**Work required:**
Entries in the following listing are to be copied exactly as they stand.
Segment Open
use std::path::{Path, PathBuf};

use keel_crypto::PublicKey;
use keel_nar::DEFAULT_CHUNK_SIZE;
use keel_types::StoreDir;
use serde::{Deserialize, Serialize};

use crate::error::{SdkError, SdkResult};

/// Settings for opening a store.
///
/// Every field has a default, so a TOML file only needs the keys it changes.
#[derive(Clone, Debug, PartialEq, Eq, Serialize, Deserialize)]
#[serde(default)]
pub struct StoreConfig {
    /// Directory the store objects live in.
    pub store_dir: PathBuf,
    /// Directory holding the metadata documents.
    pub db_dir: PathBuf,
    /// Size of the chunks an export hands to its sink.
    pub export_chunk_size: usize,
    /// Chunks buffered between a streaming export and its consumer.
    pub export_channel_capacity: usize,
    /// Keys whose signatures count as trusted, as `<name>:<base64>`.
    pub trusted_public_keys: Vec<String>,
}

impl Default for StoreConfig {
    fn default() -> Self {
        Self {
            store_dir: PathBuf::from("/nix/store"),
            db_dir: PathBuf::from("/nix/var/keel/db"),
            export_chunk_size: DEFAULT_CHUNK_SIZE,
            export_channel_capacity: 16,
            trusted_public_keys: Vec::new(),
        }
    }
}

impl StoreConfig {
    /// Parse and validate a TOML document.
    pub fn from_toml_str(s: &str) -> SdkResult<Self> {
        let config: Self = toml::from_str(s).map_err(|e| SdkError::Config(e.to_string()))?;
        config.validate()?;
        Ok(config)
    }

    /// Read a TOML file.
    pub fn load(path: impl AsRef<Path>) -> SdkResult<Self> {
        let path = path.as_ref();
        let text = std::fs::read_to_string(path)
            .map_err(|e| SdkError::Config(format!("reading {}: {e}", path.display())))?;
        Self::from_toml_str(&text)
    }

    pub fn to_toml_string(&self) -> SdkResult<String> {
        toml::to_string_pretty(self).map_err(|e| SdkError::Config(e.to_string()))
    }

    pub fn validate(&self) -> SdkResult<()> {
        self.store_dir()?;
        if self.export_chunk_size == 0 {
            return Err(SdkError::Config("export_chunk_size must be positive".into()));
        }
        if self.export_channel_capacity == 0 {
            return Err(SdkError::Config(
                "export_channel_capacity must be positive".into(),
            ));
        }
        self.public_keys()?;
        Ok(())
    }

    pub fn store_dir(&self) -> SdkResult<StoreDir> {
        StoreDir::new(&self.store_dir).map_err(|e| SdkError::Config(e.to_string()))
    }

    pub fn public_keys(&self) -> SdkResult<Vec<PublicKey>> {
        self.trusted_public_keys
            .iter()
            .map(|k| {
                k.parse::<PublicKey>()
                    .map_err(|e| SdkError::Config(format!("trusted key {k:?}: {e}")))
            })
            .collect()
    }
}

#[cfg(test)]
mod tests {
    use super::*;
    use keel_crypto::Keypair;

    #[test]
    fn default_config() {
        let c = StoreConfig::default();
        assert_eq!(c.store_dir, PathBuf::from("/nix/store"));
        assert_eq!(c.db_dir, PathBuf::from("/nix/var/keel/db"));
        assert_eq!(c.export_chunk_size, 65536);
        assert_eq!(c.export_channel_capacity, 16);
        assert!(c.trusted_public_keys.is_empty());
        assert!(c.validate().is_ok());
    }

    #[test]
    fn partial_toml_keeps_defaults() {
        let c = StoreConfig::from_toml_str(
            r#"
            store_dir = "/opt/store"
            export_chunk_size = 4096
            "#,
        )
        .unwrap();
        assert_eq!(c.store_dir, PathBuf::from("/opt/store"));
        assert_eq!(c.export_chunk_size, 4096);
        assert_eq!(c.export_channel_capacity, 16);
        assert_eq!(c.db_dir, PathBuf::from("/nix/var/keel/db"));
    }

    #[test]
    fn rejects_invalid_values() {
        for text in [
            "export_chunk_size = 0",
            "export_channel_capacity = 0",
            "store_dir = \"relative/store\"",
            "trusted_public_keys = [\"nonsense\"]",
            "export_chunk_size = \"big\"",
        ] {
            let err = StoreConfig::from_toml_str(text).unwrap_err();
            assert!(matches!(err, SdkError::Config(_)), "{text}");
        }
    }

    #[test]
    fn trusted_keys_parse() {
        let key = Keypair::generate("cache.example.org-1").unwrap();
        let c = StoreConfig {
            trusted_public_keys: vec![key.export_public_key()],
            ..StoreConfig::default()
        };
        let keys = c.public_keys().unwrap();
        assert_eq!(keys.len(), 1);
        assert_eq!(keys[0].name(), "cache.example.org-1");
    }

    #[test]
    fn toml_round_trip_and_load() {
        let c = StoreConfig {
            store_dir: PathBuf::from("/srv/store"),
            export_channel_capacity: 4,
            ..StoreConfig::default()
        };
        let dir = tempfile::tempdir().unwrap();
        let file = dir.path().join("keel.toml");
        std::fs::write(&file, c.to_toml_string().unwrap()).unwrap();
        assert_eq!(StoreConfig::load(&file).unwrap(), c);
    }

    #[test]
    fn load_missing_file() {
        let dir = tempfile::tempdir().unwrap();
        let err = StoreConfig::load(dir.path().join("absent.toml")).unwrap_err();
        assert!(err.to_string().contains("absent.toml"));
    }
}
Segment Closed
**Solved exercise:**
use std::path::{Path, PathBuf};

use keel_crypto::PublicKey;
use keel_nar::DEFAULT_CHUNK_SIZE;
use keel_types::StoreDir;
use serde::{Deserialize, Serialize};

use crate::error::{SdkError, SdkResult};

/// Settings for opening a store.
///
/// Every field has a default, so a TOML file only needs the keys it changes.
#[derive(Clone, Debug, PartialEq, Eq, Serialize, Deserialize)]
#[serde(default)]
pub struct StoreConfig {
    /// Directory the store objects live in.
    pub store_dir: PathBuf,
    /// Directory holding the metadata documents.
    pub db_dir: PathBuf,
    /// Size of the chunks an export hands to its sink.
    pub export_chunk_size: usize,
    /// Chunks buffered between a streaming export and its consumer.
    pub export_channel_capacity: usize,
    /// Keys whose signatures count as trusted, as `<name>:<base64>`.
    pub trusted_public_keys: Vec<String>,
}

impl Default for StoreConfig {
    fn default() -> Self {
        Self {
            store_dir: PathBuf::from("/nix/store"),
            db_dir: PathBuf::from("/nix/var/keel/db"),
            export_chunk_size: DEFAULT_CHUNK_SIZE,
            export_channel_capacity: 16,
            trusted_public_keys: Vec::new(),
        }
    }
}

impl StoreConfig {
    /// Parse and validate a TOML document.
    pub fn from_toml_str(s: &str) -> SdkResult<Self> {
        let config: Self = toml::from_str(s).map_err(|e| SdkError::Config(e.to_string()))?;
        config.validate()?;
        Ok(config)
    }

    /// Read a TOML file.
    pub fn load(path: impl AsRef<Path>) -> SdkResult<Self> {
        let path = path.as_ref();
        let text = std::fs::read_to_string(path)
            .map_err(|e| SdkError::Config(format!("reading {}: {e}", path.display())))?;
        Self::from_toml_str(&text)
    }

    pub fn to_toml_string(&self) -> SdkResult<String> {
        toml::to_string_pretty(self).map_err(|e| SdkError::Config(e.to_string()))
    }

    pub fn validate(&self) -> SdkResult<()> {
        self.store_dir()?;
        if self.export_chunk_size == 0 {
            return Err(SdkError::Config("export_chunk_size must be positive".into()));
        }
        if self.export_channel_capacity == 0 {
            return Err(SdkError::Config(
                "export_channel_capacity must be positive".into(),
            ));
        }
        self.public_keys()?;
        Ok(())
    }

    pub fn store_dir(&self) -> SdkResult<StoreDir> {
        StoreDir::new(&self.store_dir).map_err(|e| SdkError::Config(e.to_string()))
    }

    pub fn public_keys(&self) -> SdkResult<Vec<PublicKey>> {
        self.trusted_public_keys
            .iter()
            .map(|k| {
                k.parse::<PublicKey>()
                    .map_err(|e| SdkError::Config(format!("trusted key {k:?}: {e}")))
            })
            .collect()
    }
}

#[cfg(test)]
mod tests {
    use super::*;
    use keel_crypto::Keypair;

    #[test]
    fn default_config() {
        let c = StoreConfig::default();
        assert_eq!(c.store_dir, PathBuf::from("/nix/store"));
        assert_eq!(c.db_dir, PathBuf::from("/nix/var/keel/db"));
        assert_eq!(c.export_chunk_size, 65536);
        assert_eq!(c.export_channel_capacity, 16);
        assert!(c.trusted_public_keys.is_empty());
        assert!(c.validate().is_ok());
    }

    #[test]
    fn partial_toml_keeps_defaults() {
        let c = StoreConfig::from_toml_str(
            r#"
            store_dir = "/opt/store"
            export_chunk_size = 4096
            "#,
        )
        .unwrap();
        assert_eq!(c.store_dir, PathBuf::from("/opt/store"));
        assert_eq!(c.export_chunk_size, 4096);
        assert_eq!(c.export_channel_capacity, 16);
        assert_eq!(c.db_dir, PathBuf::from("/nix/var/keel/db"));
    }

    #[test]
    fn rejects_invalid_values() {
        for text in [
            "export_chunk_size = 0",
            "export_channel_capacity = 0",
            "store_dir = \"relative/store\"",
            "trusted_public_keys = [\"nonsense\"]",
            "export_chunk_size = \"big\"",
        ] {
            let err = StoreConfig::from_toml_str(text).unwrap_err();
            assert!(matches!(err, SdkError::Config(_)), "{text}");
        }
    }

    #[test]
    fn trusted_keys_parse() {
        let key = Keypair::generate("cache.example.org-1").unwrap();
        let c = StoreConfig {
            trusted_public_keys: vec![key.export_public_key()],
            ..StoreConfig::default()
        };
        let keys = c.public_keys().unwrap();
        assert_eq!(keys.len(), 1);
        assert_eq!(keys[0].name(), "cache.example.org-1");
    }

    #[test]
    fn toml_round_trip_and_load() {
        let c = StoreConfig {
            store_dir: PathBuf::from("/srv/store"),
            export_channel_capacity: 4,
            ..StoreConfig::default()
        };
        let dir = tempfile::tempdir().unwrap();
        let file = dir.path().join("keel.toml");
        std::fs::write(&file, c.to_toml_string().unwrap()).unwrap();
        assert_eq!(StoreConfig::load(&file).unwrap(), c);
    }

    #[test]
    fn load_missing_file() {
        let dir = tempfile::tempdir().unwrap();
        let err = StoreConfig::load(dir.path().join("absent.toml")).unwrap_err();
        assert!(err.to_string().contains("absent.toml"));
    }
}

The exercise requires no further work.